Institute for Applied Health Research, University of Birmingham, Birmingham, UK.
Diabetologia. 2024 Feb;67(2):223-235. doi: 10.1007/s00125-023-06038-8. Epub 2023 Nov 18.
The discourse amongst diabetes specialists and academics regarding technology and artificial intelligence (AI) typically centres around the 10% of people with diabetes who have type 1 diabetes, focusing on glucose sensors, insulin pumps and, increasingly, closed-loop systems. This focus is reflected in conference topics, strategy documents, technology appraisals and funding streams. What is often overlooked is the wider application of data and AI, as demonstrated through published literature and emerging marketplace products, that offers promising avenues for enhanced clinical care, health-service efficiency and cost-effectiveness. This review provides an overview of AI techniques and explores the use and potential of AI and data-driven systems in a broad context, covering all diabetes types, encompassing: (1) patient education and self-management; (2) clinical decision support systems and predictive analytics, including diagnostic support, treatment and screening advice, complications prediction; and (3) the use of multimodal data, such as imaging or genetic data. The review provides a perspective on how data- and AI-driven systems could transform diabetes care in the coming years and how they could be integrated into daily clinical practice. We discuss evidence for benefits and potential harms, and consider existing barriers to scalable adoption, including challenges related to data availability and exchange, health inequality, clinician hesitancy and regulation. Stakeholders, including clinicians, academics, commissioners, policymakers and those with lived experience, must proactively collaborate to realise the potential benefits that AI-supported diabetes care could bring, whilst mitigating risk and navigating the challenges along the way.

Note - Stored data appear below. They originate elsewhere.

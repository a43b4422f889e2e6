use std::sync::atomic::{AtomicU64, Ordering};

use tracing::info;

// ====== PROCESSING STATISTICS ======
#[derive(Debug, Default)]
pub struct ProcessingStats {
    pub partitions_built: AtomicU64,
    pub partitions_skipped: AtomicU64,
    pub partitions_failed: AtomicU64,
    pub silver_rows: AtomicU64,
    pub silver_rows_dropped: AtomicU64,
    pub titles_added: AtomicU64,
    pub gold_files_written: AtomicU64,
    pub specifics_files_written: AtomicU64,
    pub windows_skipped: AtomicU64,
    pub specifics_files_pruned: AtomicU64,
    pub gold_files_unreadable: AtomicU64,
    pub derivations_blocked: AtomicU64,
}

impl ProcessingStats {
    pub fn new() -> Self {
        Default::default()
    }

    pub fn add(counter: &AtomicU64, value: u64) {
        counter.fetch_add(value, Ordering::Relaxed);
    }

    pub fn get(counter: &AtomicU64) -> u64 {
        counter.load(Ordering::Relaxed)
    }

    pub fn log_summary(&self) {
        info!("Final Processing Statistics:");
        info!("  Gold partitions built: {}", Self::get(&self.partitions_built));
        info!("  Gold partitions skipped: {}", Self::get(&self.partitions_skipped));
        info!("  Gold partitions failed: {}", Self::get(&self.partitions_failed));
        info!("  Silver rows read: {}", Self::get(&self.silver_rows));
        info!("  Silver rows dropped: {}", Self::get(&self.silver_rows_dropped));
        info!("  Dictionary titles added: {}", Self::get(&self.titles_added));
        info!("  Gold files written: {}", Self::get(&self.gold_files_written));
        info!("  Specifics files written: {}", Self::get(&self.specifics_files_written));
        info!("  Partial windows skipped: {}", Self::get(&self.windows_skipped));
        info!("  Specifics files pruned: {}", Self::get(&self.specifics_files_pruned));
        info!("  Unreadable Gold files: {}", Self::get(&self.gold_files_unreadable));
        info!("  Derivations blocked by unreadable Gold: {}", Self::get(&self.derivations_blocked));
        info!("  {}", get_memory_usage());
    }
}

// ====== MEMORY MONITORING ======
pub fn get_memory_usage() -> String {
    if let Ok(status) = std::fs::read_to_string("/proc/self/status") {
        for line in status.lines() {
            if line.starts_with("VmRSS:") {
                return line.to_string();
            }
        }
    }
    "Memory info unavailable".to_string()
}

糖尿病专家和学者之间关于技术和人工智能(AI)的讨论通常集中在 10%患有 1 型糖尿病的糖尿病患者身上,重点关注葡萄糖传感器、胰岛素泵,以及越来越多的闭环系统。这一焦点反映在会议主题、战略文件、技术评估和资金流中。然而,人们常常忽略了数据和 AI 的更广泛应用,这在已发表的文献和新兴市场产品中得到了体现,为改善临床护理、提高卫生服务效率和成本效益提供了有前景的途径。
本综述概述了 AI 技术,并在更广泛的背景下探讨了 AI 和数据驱动系统的使用和潜力,涵盖了所有类型的糖尿病,包括:(1)患者教育和自我管理;(2)临床决策支持系统和预测分析,包括诊断支持、治疗和筛查建议、并发症预测;(3)多模态数据的使用,如成像或遗传数据。
本综述提供了一个视角,探讨了数据和 AI 驱动系统如何在未来几年改变糖尿病护理方式,以及它们如何融入日常临床实践。我们讨论了证据支持的益处和潜在危害,并考虑了可扩展性采用的现有障碍,包括与数据可用性和交换、健康不平等、临床医生的犹豫和监管相关的挑战。利益相关者,包括临床医生、学者、决策者和有实际经验的人,必须积极合作,以实现 AI 支持的糖尿病护理带来的潜在益处,同时减轻风险并应对沿途的挑战。